Le Grain asbl est allé à la rencontre des initiateurs du projet « Les Z’Hamendes » dans un quartier défavorisé de l’agglomération de Charleroi (Belgique). Un article pour découvrir les constats de départ, la mise en œuvre et les recherches de partenariats pour que le projet puisse s’installer et durer.
Si le quartier des Hamendes à Jumet (Hainaut, Belgique) a vu naître diverses initiatives depuis plusieurs années, il n’a jamais, à proprement parler, été massivement investi par des services socio-culturels qu’ils soient publics ou associatifs. On note bien par le passé la présence d’éducateurs de rue mais il est difficile de retrouver les traces de ce travail. De même, on retiendra les résultats d’une enquête commandée par la société de logement « Le Logis Moderne » qui pointait particulièrement les incivilités quotidiennes (vandalisme, dépôts sauvages) et le manque d’infrastructures propres à la cité.
« La proportion d’appartements est fortement liée au degré d’urbanisation des différents quartiers. Le quartier des Hamendes présente 40 % d’appartements, ce qui est très élevé comparé à la moyenne de Charleroi, qui en dénombre 25 %, ou encore 20 % dans l’ensemble de la Wallonie. A l’inverse, la proportion de logements privés atteint à peine 16 % dans le quartier, alors que la moyenne en Région wallonne est de 33 %. Ces caractéristiques pour le quartier des Hamendes interpellent les acteurs du terrain et ont été un des déclencheurs de l’action sur le terrain.
Actuellement, le quartier compte 42 % de logements sociaux, dans les années à venir, ce pourcentage devrait fortement diminuer avec la disparition de certaines tours d’appartements de ce type et la reconstruction de nouvelles. La réduction de la population du quartier de 2500 à 1000-1500 habitants devrait fortement modifier l’atmosphère du quartier.
Concernant la densité de population, le quartier des Hamendes compte 2237 hab/km2. L’indice pour l’ensemble de la commune de Charleroi est de 1950 hab/km2. Cette densité plus élevée dans le quartier des Hamendes justifie parfaitement l’initiative du projet, en agrandissant l’espace de vie des citoyens.
La proportion de la population active, c’est-à-dire les personnes exerçant une activité et les demandeurs d’emploi, entre 20 et 60 ans est de 66,5 % aux Hamendes et correspond, à 3 % près, à la moyenne pour Charleroi et pour la Région wallonne. Au vu de ces statistiques, le parc peut devenir non seulement un espace de distraction permettant de s’évader mais également une opportunité de s’investir dans un projet de vie.
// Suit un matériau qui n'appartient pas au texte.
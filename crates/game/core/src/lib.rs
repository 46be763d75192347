//! Deterministic tactical rules shared by every host.
//!
//! `tactics-core` owns the node lattice, the per-floor [`Battlefield`] (grid
//! controller plus unit movement and action), and the [`TurnController`]. It
//! performs no I/O; hosts drive it with [`Battlefield::advance`] ticks and
//! consume the [`BattleEvent`]s it raises.
pub mod battlefield;
pub mod config;
pub mod error;
pub mod event;
pub mod floor;
pub mod grid;
pub mod turn;
pub mod unit;

pub use battlefield::{ActionError, Battlefield, MoveError};
pub use config::TacticsConfig;
pub use error::{ErrorContext, ErrorSeverity, GameError};
pub use event::BattleEvent;
pub use floor::{FloorError, FloorLayout, UnitSpawn};
pub use grid::{
    Direction, Faction, Grid, GridBounds, Node, NodeId, NodeSet, Occupancy, PathError, PathQuery,
    PathSummary, Position, WorldPos,
};
pub use turn::{
    FloorOutcome, PendingResolutions, PhaseChange, ResolutionGuard, TurnController, TurnPhase,
};
pub use unit::{
    ActionHandle, BehaviorKind, Motion, PendingAction, TurnFlags, Unit, UnitId, UnitRoster,
    UnitStats,
};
Par ailleurs, la pyramide des âges nous informe qu’il y a 24,3 % de la population du quartier qui a moins de 18 ans et 23,8 % qui a plus de 60 ans, pour une moyenne d’âge de 39,7 ans. Ces pourcentages sont identiques à ceux qui caractérisent l’ensemble de la population de la Wallonie. Néanmoins, cela signifie que le projet des « Z’Hamendes » devra répondre aux attentes des jeunes, des familles mais également à celles des plus âgés, en favorisant les rencontres entre générations. » [1]
Photo : Jacques Lefèvre
Le Château Mondron a longtemps constitué le seul pôle associatif du quartier avec sa salle des fêtes, la petite école adjacente et l’hébergement d’un mouvement de jeunesse. L’asbl gérant le château avait en son temps déjà envisagé la possibilité de créer un projet de jardins partagés.
Plan du site des Hamendes
A la demande du département en charge de la solidarité au sein de la ville de Charleroi, un local (ex-poste) a été mis à disposition des habitants via un service social. Des animations pour les femmes (groupe Mélusine) et un projet avec certains jeunes (aménagement d’un terrain de pétanques) ont été mis sur pied par le service social.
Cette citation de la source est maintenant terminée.